Schnittstelle für Optimierungsfunktionen
Für die Optimierung über das preisorientierte Lastmanagement wurde eigens eine Schnittstelle zur Steuerung des virtuellen Kraftwerks von SüdWestStrom implementiert. „Werden die Optimierungsfunktionen freigegeben, fordert diese Steuerung die einzelnen Wärmeerzeuger mittels Lastprognosen an“, erklärt Schleher. Unabhängig von diesen Anforderungen soll die Versorgungssicherheit der Polizeihochschule durch eine BHKW-Automationsstation sichergestellt werden. Reicht die durch Vorgaben des virtuellen Kraftwerks erzeugte Wärme nicht aus, werden zusätzliche Erzeugereinheiten zugeschaltet.
Ist die Optimierungsfunktion deaktiviert, tritt für die Liegenschaft eine Nullbezugsregelung in Kraft.

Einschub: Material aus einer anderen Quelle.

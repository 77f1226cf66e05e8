//! File-system layout conventions for capture, bar, merged, and derived
//! files.
//!
//! The transformation code treats every path as opaque; this module is the
//! single place that knows how the capture tree is laid out:
//!
//! ```text
//! <root>/<date>/<venue>/<VENUE>.book_{fills,tops}.<SYMBOL>.bin
//! <root>/<date>/<venue>/bars/<VENUE>.{fills_bars,bid_bars_L1..3,ask_bars_L1..3}.<SYMBOL>.bin
//! <root>/<date>/mergedbooks/merged_{fills,tops}.<SYMBOL>.bin
//! <root>/<date>/mergedbooks/processed/processed_tops.<SYMBOL>.bin
//! <input_dir>/impactbase/<input_basename>.qty<Q>.results.bin
//! <bars_dir>/overall_correlations.csv
//! ```

use std::{
    collections::BTreeSet,
    fs,
    path::{Path, PathBuf},
};

use crate::{bars::Side, record::BOOK_LEVELS, Error, Result};

/// The directory under a date directory holding merged and processed files.
pub const MERGED_DIR: &str = "mergedbooks";
/// The directory under the merged directory holding consolidated snapshots.
pub const PROCESSED_DIR: &str = "processed";
/// The directory beside a tops capture holding impact results.
pub const IMPACT_DIR: &str = "impactbase";
/// The name of the correlation summary written into a bars directory.
pub const CORRELATION_CSV: &str = "overall_correlations.csv";

/// The two raw capture stream kinds a venue records per symbol.
#[derive(Debug, Clone, Copy, PartialEq, Eq)]
pub enum CaptureKind {
    /// Trade fills.
    Fills,
    /// Three-level quote tops.
    Tops,
}

impl CaptureKind {
    /// The middle component of raw capture file names.
    pub fn file_suffix(self) -> &'static str {
        match self {
            Self::Fills => "book_fills",
            Self::Tops => "book_tops",
        }
    }

    /// The middle component of merged file names.
    pub fn merged_key(self) -> &'static str {
        match self {
            Self::Fills => "fills",
            Self::Tops => "tops",
        }
    }
}

/// One of the seven bar series derived per symbol: trade bars from fills and
/// quote bars per side and level.
#[derive(Debug, Clone, Copy, PartialEq, Eq)]
pub enum BarKind {
    /// OHLCV bars from trade fills.
    Fills,
    /// OHLC bars from one side and level of the quote stream. Levels are
    /// 1-based, best first.
    Quote {
        /// The book side.
        side: Side,
        /// The 1-based book level.
        level: u8,
    },
}

impl BarKind {
    /// Every bar kind, trade bars first, then bids by level, then asks.
    pub const ALL: [Self; 1 + 2 * BOOK_LEVELS] = [
        Self::Fills,
        Self::Quote { side: Side::Bid, level: 1 },
        Self::Quote { side: Side::Bid, level: 2 },
        Self::Quote { side: Side::Bid, level: 3 },
        Self::Quote { side: Side::Ask, level: 1 },
        Self::Quote { side: Side::Ask, level: 2 },
        Self::Quote { side: Side::Ask, level: 3 },
    ];

    /// The quote-bar kinds in the series order written by the bar stage: bids
    /// for levels 1 to 3, then asks for levels 1 to 3.
    pub const QUOTES: [Self; 2 * BOOK_LEVELS] = [
        Self::Quote { side: Side::Bid, level: 1 },
        Self::Quote { side: Side::Bid, level: 2 },
        Self::Quote { side: Side::Bid, level: 3 },
        Self::Quote { side: Side::Ask, level: 1 },
        Self::Quote { side: Side::Ask, level: 2 },
        Self::Quote { side: Side::Ask, level: 3 },
    ];

    /// The middle component of bar file names, e.g. `fills_bars` or
    /// `bid_bars_L2`.
    pub fn file_key(self) -> String {
        match self {
            Self::Fills => "fills_bars".to_owned(),
            Self::Quote { side: Side::Bid, level } => format!("bid_bars_L{level}"),
            Self::Quote { side: Side::Ask, level } => format!("ask_bars_L{level}"),
        }
    }
}

/// Returns whether `symbol` is a well-formed symbol name: non-empty, uppercase
/// ASCII letters, digits, and the characters `_^+=-`.
pub fn is_valid_symbol(symbol: &str) -> bool {
    !symbol.is_empty()
        && symbol
            .bytes()
            .all(|b| b.is_ascii_uppercase() || b.is_ascii_digit() || b"_^+=-".contains(&b))
}

/// The directory holding one venue's captures for one date.
pub fn venue_dir(root: &Path, date: &str, venue: &str) -> PathBuf {
    root.join(date).join(venue.to_lowercase())
}

/// The path of a venue's raw capture file for one symbol and stream kind.
pub fn capture_path(
    root: &Path,
    date: &str,
    venue: &str,
    kind: CaptureKind,
    symbol: &str,
) -> PathBuf {
    venue_dir(root, date, venue).join(format!(
        "{}.{}.{}.bin",
        venue.to_uppercase(),
        kind.file_suffix(),
        symbol.to_uppercase()
    ))
}

/// The directory holding one venue's bar files for one date.
pub fn bars_dir(root: &Path, date: &str, venue: &str) -> PathBuf {
    venue_dir(root, date, venue).join("bars")
}

/// The path of one bar series file within a bars directory.
pub fn bar_path(bars_dir: &Path, venue: &str, kind: BarKind, symbol: &str) -> PathBuf {
    bars_dir.join(format!(
        "{}.{}.{}.bin",
        venue.to_uppercase(),
        kind.file_key(),
        symbol.to_uppercase()
    ))
}

/// The directory holding merged files for one date.
pub fn merged_dir(root: &Path, date: &str) -> PathBuf {
    root.join(date).join(MERGED_DIR)
}

/// The path of the merged file for one symbol and stream kind.
pub fn merged_path(root: &Path, date: &str, kind: CaptureKind, symbol: &str) -> PathBuf {
    merged_dir(root, date).join(format!(
        "merged_{}.{}.bin",
        kind.merged_key(),
        symbol.to_uppercase()
    ))
}

/// The path of the consolidated snapshot file for one symbol.
pub fn processed_path(root: &Path, date: &str, symbol: &str) -> PathBuf {
    merged_dir(root, date)
        .join(PROCESSED_DIR)
        .join(format!("processed_tops.{}.bin", symbol.to_uppercase()))
}

/// The path of the impact results file derived from `input` for a target
/// quantity: `<input_dir>/impactbase/<input_basename>.qty<Q>.results.bin`.
///
/// # Errors
/// This function returns an error if `input` has no parent directory or file
/// stem.
pub fn impact_path(input: &Path, target_qty: u32) -> Result<PathBuf> {
    let parent = input
        .parent()
        .ok_or_else(|| Error::bad_argument("input", "impact input path has no parent directory"))?;
    let stem = input
        .file_stem()
        .and_then(|stem| stem.to_str())
        .ok_or_else(|| Error::bad_argument("input", "impact input path has no file stem"))?;
    Ok(parent
        .join(IMPACT_DIR)
        .join(format!("{stem}.qty{target_qty}.results.bin")))
}

/// The path of the correlation summary CSV for a bars directory.
pub fn correlation_csv_path(bars_dir: &Path) -> PathBuf {
    bars_dir.join(CORRELATION_CSV)
}

/// Lists the venue directories under one date directory, in name order. The
/// merged-books directory is not a venue.
pub fn discover_venues(root: &Path, date: &str) -> Result<Vec<String>> {
    let date_dir = root.join(date);
    let entries = fs::read_dir(&date_dir).map_err(|e| {
        Error::io(
            e,
            format!("listing date directory '{}'", date_dir.display()),
        )
    })?;
    let mut venues = BTreeSet::new();
    for entry in entries {
        let entry = entry.map_err(|e| Error::io(e, "listing date directory"))?;
        if !entry.path().is_dir() {
            continue;
        }
        if let Some(name) = entry.file_name().to_str() {
            if !name.eq_ignore_ascii_case(MERGED_DIR) {
                venues.insert(name.to_owned());
            }
        }
    }
    Ok(venues.into_iter().collect())
}

/// Extracts the symbols captured by `venue` on `date` from its raw capture
/// file names, in name order.
pub fn discover_symbols(root: &Path, date: &str, venue: &str) -> Result<Vec<String>> {
    let dir = venue_dir(root, date, venue);
    let mut symbols = BTreeSet::new();
    let entries = fs::read_dir(&dir)
        .map_err(|e| Error::io(e, format!("listing venue directory '{}'", dir.display())))?;
    for entry in entries {
        let entry = entry.map_err(|e| Error::io(e, "listing venue directory"))?;
        if let Some(name) = entry.file_name().to_str() {
            if let Some(symbol) = parse_capture_symbol(name) {
                symbols.insert(symbol.to_owned());
            }
        }
    }
    Ok(symbols.into_iter().collect())
}

/// Extracts the symbols with bar files in `bars_dir`, in name order.
pub fn discover_bar_symbols(bars_dir: &Path) -> Result<Vec<String>> {
    let mut symbols = BTreeSet::new();
    let entries = fs::read_dir(bars_dir).map_err(|e| {
        Error::io(
            e,
            format!("listing bars directory '{}'", bars_dir.display()),
        )
    })?;
    for entry in entries {
        let entry = entry.map_err(|e| Error::io(e, "listing bars directory"))?;
        if let Some(name) = entry.file_name().to_str() {
            if let Some(symbol) = parse_bar_symbol(name) {
                symbols.insert(symbol.to_owned());
            }
        }
    }
    Ok(symbols.into_iter().collect())
}

/// Extracts the symbols with merged files of `kind` under one date's merged
/// directory, in name order.
pub fn discover_merged_symbols(root: &Path, date: &str, kind: CaptureKind) -> Result<Vec<String>> {
    let dir = merged_dir(root, date);
    let prefix = format!("merged_{}", kind.merged_key());
    let mut symbols = BTreeSet::new();
    let entries = fs::read_dir(&dir)
        .map_err(|e| Error::io(e, format!("listing merged directory '{}'", dir.display())))?;
    for entry in entries {
        let entry = entry.map_err(|e| Error::io(e, "listing merged directory"))?;
        if let Some(name) = entry.file_name().to_str() {
            if let Some(symbol) = parse_merged_symbol(name, &prefix) {
                symbols.insert(symbol.to_owned());
            }
        }
    }
    Ok(symbols.into_iter().collect())
}

/// Parses `merged_{fills,tops}.<SYMBOL>.bin`, returning the symbol.
fn parse_merged_symbol<'a>(file_name: &'a str, prefix: &str) -> Option<&'a str> {
    let mut parts = file_name.split('.');
    let key = parts.next()?;
    let symbol = parts.next()?;
    let ext = parts.next()?;
    if parts.next().is_some() || ext != "bin" || key != prefix || !is_valid_symbol(symbol) {
        return None;
    }
    Some(symbol)
}

/// Parses `<VENUE>.book_{fills,tops}.<SYMBOL>.bin`, returning the symbol.
fn parse_capture_symbol(file_name: &str) -> Option<&str> {
    let (venue, _, symbol) = split_capture_name(file_name, |suffix| {
        suffix == CaptureKind::Fills.file_suffix() || suffix == CaptureKind::Tops.file_suffix()
    })?;
    (!venue.is_empty()).then_some(symbol)
}

/// Parses `<VENUE>.<bar_key>.<SYMBOL>.bin`, returning the symbol.
fn parse_bar_symbol(file_name: &str) -> Option<&str> {
    let (venue, _, symbol) = split_capture_name(file_name, |key| {
        BarKind::ALL.iter().any(|kind| kind.file_key() == key)
    })?;
    (!venue.is_empty()).then_some(symbol)
}

fn split_capture_name(
    file_name: &str,
    accept_kind: impl Fn(&str) -> bool,
) -> Option<(&str, &str, &str)> {
    let mut parts = file_name.split('.');
    let venue = parts.next()?;
    let kind = parts.next()?;
    let symbol = parts.next()?;
    let ext = parts.next()?;
    if parts.next().is_some() || ext != "bin" || !accept_kind(kind) || !is_valid_symbol(symbol) {
        return None;
    }
    Some((venue, kind, symbol))
}
use std::fs;
use std::io::Cursor;
use std::path::Path;

use assert_cmd::Command;
use predicates::str::contains;
use tempfile::{tempdir, TempDir};

use histbars::{
    consolidate::ConsolidatedSnapshot,
    decode::{Decoder, RecordDecoder},
    encode::Encoder,
    paths::{self, BarKind, CaptureKind},
    FileHeader, FillRecord, ImpactRecord, MergedTopsRecord, Record, TopLevel, TopsRecord,
    TradeBar, NANOS_PER_SEC,
};

const DATE: &str = "20230601";
const SECONDS: u64 = 15;

fn cmd() -> Command {
    Command::cargo_bin("histbars").unwrap()
}

fn tops_record(ts: u64, seqno: u64, base_price: i64) -> TopsRecord {
    let levels: [TopLevel; 3] = std::array::from_fn(|level| {
        let depth = level as i64;
        TopLevel {
            bid_price: base_price - depth * 1_000_000_000,
            ask_price: base_price + (depth + 1) * 1_000_000_000,
            bid_qty: 10 + level as u32,
            ask_qty: 10 + level as u32,
        }
    });
    TopsRecord { ts, seqno, levels }
}

fn fill_record(ts: u64, seq_no: u64, trade_price: i64, trade_qty: u32) -> FillRecord {
    FillRecord {
        ts,
        seq_no,
        trade_price,
        trade_qty,
        ..Default::default()
    }
}

fn write_file(path: &Path, bytes: Vec<u8>) {
    fs::create_dir_all(path.parent().unwrap()).unwrap();
    fs::write(path, bytes).unwrap();
}

/// Builds a two-venue capture tree for two symbols whose prices move in
/// opposite directions across fifteen seconds.
fn write_capture_tree(root: &Path) {
    for (venue_idx, venue) in ["alpha", "beta"].iter().enumerate() {
        let feed_id = venue_idx as u64 + 1;
        for (symbol_idx, symbol) in ["TST1", "TST2"].iter().enumerate() {
            let mut tops = Vec::new();
            let mut fills = Vec::new();
            for s in 0..SECONDS {
                let drift = (s as i64) * 500_000_000;
                let base = if symbol_idx == 0 {
                    100_000_000_000 + drift
                } else {
                    200_000_000_000 - drift
                };
                // stagger the venues inside the second so merges interleave
                let ts = s * NANOS_PER_SEC + venue_idx as u64 * 1_000 + 1;
                tops.push(tops_record(ts, s, base));
                fills.push(fill_record(ts, s, base, 5));
            }

            let header = FileHeader {
                feed_id,
                dateint: 20230601,
                count: tops.len() as u32,
                symbol_idx: symbol_idx as u64,
            };
            let mut encoder = Encoder::new(Cursor::new(Vec::new()), &header).unwrap();
            for record in &tops {
                encoder.encode_record(record).unwrap();
            }
            write_file(
                &paths::capture_path(root, DATE, venue, CaptureKind::Tops, symbol),
                encoder.into_inner().into_inner(),
            );

            let mut encoder = Encoder::new(Cursor::new(Vec::new()), &header).unwrap();
            for record in &fills {
                encoder.encode_record(record).unwrap();
            }
            write_file(
                &paths::capture_path(root, DATE, venue, CaptureKind::Fills, symbol),
                encoder.into_inner().into_inner(),
            );
        }
    }
}

fn capture_tree() -> TempDir {
    let dir = tempdir().unwrap();
    write_capture_tree(dir.path());
    dir
}

fn run_stage(root: &Path, args: &[&str]) {
    cmd()
        .arg("--root")
        .arg(root)
        .args(args)
        .assert()
        .success();
}

#[test]
fn bars_stage_writes_all_seven_series() {
    let dir = capture_tree();
    run_stage(dir.path(), &["bars", DATE, "alpha"]);

    let bars_dir = paths::bars_dir(dir.path(), DATE, "alpha");
    for symbol in ["TST1", "TST2"] {
        for kind in BarKind::ALL {
            let path = paths::bar_path(&bars_dir, "alpha", kind, symbol);
            assert!(path.is_file(), "missing {}", path.display());
        }
    }

    let fills_bars = paths::bar_path(&bars_dir, "alpha", BarKind::Fills, "TST1");
    let mut decoder = RecordDecoder::from_file(&fills_bars).unwrap();
    let mut bars: Vec<TradeBar> = Vec::new();
    while let Some(bar) = decoder.decode_record::<TradeBar>().unwrap() {
        bars.push(bar);
    }
    assert_eq!(bars.len(), SECONDS as usize);
    assert_eq!(bars[0].ts_sec, 0);
    assert_eq!(bars[0].volume, 5);
    assert!((bars[1].close - 100.5).abs() < 1e-9);
    for pair in bars.windows(2) {
        assert!(pair[0].ts_sec < pair[1].ts_sec);
    }
}

#[test]
fn merge_stage_produces_sorted_tagged_streams() {
    let dir = capture_tree();
    run_stage(dir.path(), &["merge", DATE]);

    let merged = paths::merged_path(dir.path(), DATE, CaptureKind::Tops, "TST1");
    let decoder = Decoder::from_file(&merged).unwrap();
    let header = decoder.header().clone();
    assert_eq!(header.feed_id, 0);
    assert_eq!(header.count, 2 * SECONDS as u32);

    let entries = decoder.decode_records::<MergedTopsRecord>().unwrap();
    assert_eq!(entries.len(), header.count as usize);
    for pair in entries.windows(2) {
        assert!(pair[0].record.ts <= pair[1].record.ts);
    }
    // both venues contribute, alpha (lower offset within each second) first
    assert_eq!(entries[0].feed_id, 1);
    assert_eq!(entries[1].feed_id, 2);

    assert!(paths::merged_path(dir.path(), DATE, CaptureKind::Fills, "TST1").is_file());
}

#[test]
fn consolidate_stage_writes_changing_snapshots() {
    let dir = capture_tree();
    run_stage(dir.path(), &["merge", DATE]);
    run_stage(dir.path(), &["consolidate", DATE]);

    let processed = paths::processed_path(dir.path(), DATE, "TST1");
    let decoder = Decoder::from_file(&processed).unwrap();
    let header = decoder.header().clone();
    assert_eq!(header.feed_id, 0);
    assert!(header.count > 0);

    let mut reader = decoder.into_inner();
    let mut snapshots = Vec::new();
    while let Some(snapshot) = ConsolidatedSnapshot::decode(&mut reader).unwrap() {
        snapshots.push(snapshot);
    }
    assert_eq!(snapshots.len(), header.count as usize);
    for snapshot in &snapshots {
        assert!(snapshot.bids.len() <= 3 && snapshot.asks.len() <= 3);
        for pair in snapshot.bids.windows(2) {
            assert!(pair[0].price > pair[1].price);
        }
        for pair in snapshot.asks.windows(2) {
            assert!(pair[0].price < pair[1].price);
        }
    }
    for pair in snapshots.windows(2) {
        assert!(pair[0].ts <= pair[1].ts);
        assert!(pair[0].bids != pair[1].bids || pair[0].asks != pair[1].asks);
    }
}

#[test]
fn impact_stage_walks_venue_and_merged_streams() {
    let dir = capture_tree();
    run_stage(dir.path(), &["impact", DATE, "--venue", "alpha", "TST1", "15"]);

    let input = paths::capture_path(dir.path(), DATE, "alpha", CaptureKind::Tops, "TST1");
    let output = paths::impact_path(&input, 15).unwrap();
    let decoder = Decoder::from_file(&output).unwrap();
    assert_eq!(decoder.header().feed_id, 1);
    let results = decoder.decode_records::<ImpactRecord>().unwrap();
    assert!(!results.is_empty());
    // 15 shares span the 10-lot first level into the second
    assert_eq!(results[0].bid_levels_consumed, 2);
    let expected = (10.0 * 100.0 + 5.0 * 99.0) / 15.0;
    assert!((results[0].bid_exec_price - expected).abs() < 1e-9);

    run_stage(dir.path(), &["merge", DATE]);
    run_stage(dir.path(), &["impact", DATE, "TST1", "15"]);
    let merged_input = paths::merged_path(dir.path(), DATE, CaptureKind::Tops, "TST1");
    let merged_output = paths::impact_path(&merged_input, 15).unwrap();
    assert!(merged_output.is_file());
}

#[test]
fn correlate_stage_writes_the_summary_csv() {
    let dir = capture_tree();
    run_stage(dir.path(), &["bars", DATE, "alpha"]);
    run_stage(dir.path(), &["correlate", DATE, "alpha"]);

    let bars_dir = paths::bars_dir(dir.path(), DATE, "alpha");
    let csv_path = paths::correlation_csv_path(&bars_dir);
    let contents = fs::read_to_string(&csv_path).unwrap();
    let mut lines = contents.lines();
    assert_eq!(lines.next(), Some("symbol1,symbol2,overall_correlation"));
    let row = lines.next().unwrap();
    assert!(row.starts_with("TST1,TST2,"));
    let overall: f64 = row.rsplit(',').next().unwrap().parse().unwrap();
    // the two symbols drift in opposite directions
    assert!(overall < -0.9);
}

#[test]
fn missing_date_directory_fails_with_context() {
    let dir = tempdir().unwrap();
    cmd()
        .arg("--root")
        .arg(dir.path())
        .args(["merge", DATE])
        .assert()
        .failure()
        .stderr(contains("20230601"));
}

#[test]
fn headers_count_matches_records_written() {
    let dir = capture_tree();
    run_stage(dir.path(), &["merge", DATE]);

    for kind in [CaptureKind::Tops, CaptureKind::Fills] {
        for symbol in ["TST1", "TST2"] {
            let path = paths::merged_path(dir.path(), DATE, kind, symbol);
            let header_count = Decoder::from_file(&path).unwrap().header().count;
            let body_len = fs::metadata(&path).unwrap().len() - FileHeader::ENCODED_LEN as u64;
            let record_len = match kind {
                CaptureKind::Tops => MergedTopsRecord::ENCODED_LEN,
                CaptureKind::Fills => histbars::MergedFillRecord::ENCODED_LEN,
            } as u64;
            assert_eq!(body_len % record_len, 0);
            assert_eq!(body_len / record_len, u64::from(header_count));
        }
    }
}

#[test]
fn zero_quantity_impact_is_rejected() {
    let dir = capture_tree();
    cmd()
        .arg("--root")
        .arg(dir.path())
        .args(["impact", DATE, "--venue", "alpha", "TST1", "0"])
        .assert()
        .failure()
        .stderr(contains("target"));
}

D.h., es wird nur so viel Strom mit den BHKWs produziert, wie die gesamte Liegenschaft verbraucht. „Steigt der Strombezug der Anlage über einen einstellbaren Grenzwert EIN (in kW), so wird das BHKW angefordert und regelt den Strombezug der Anlage auf null aus“, so Schleher. „Ist der Strombezug geringer als die Grundlast des BHKWs, wird es abgeschaltet.“ Wenn der Strombezug der Anlage einen einstellbaren Grenzwert AUS (in kW) unterschreitet, wird es ebenfalls abgeschaltet. Reicht die Abwärme der BHKWs nicht für die Wärmeversorgung aller Gebäude aus, wird der Gaskessel zugeschaltet.
Bilder, sofern nicht anders angegeben:
Vermögen und Bau Baden-Württemberg, Amt Ulm
Deutliche Reduktion des Wärmeverbrauchs
Mit dem hier vorgestellten Konzept konnte nicht nur eine Ausgleichswirkung für das öffentliche Stromnetz erzielt werden, auch der Energieverbrauch für die Wärmebereitstellung der Liegenschaft ließ sich im Vergleich zur früheren, konventionellen Wärmeerzeugung durch zwei Gas-Heizkessel um über 40 % reduzieren. In den nächsten Jahren wird das Pilotprojekt an der Polizeihochschule und dieses spezielle Versorgungsprinzip von der Fachhochschule Biberach weiter wissenschaftlich begleitet und ausgewertet. Zu diesem Zweck wurde eine eigene ModbusSchnittstelle im System angelegt, über die die Wissenschaftler alle relevanten Daten auslesen können.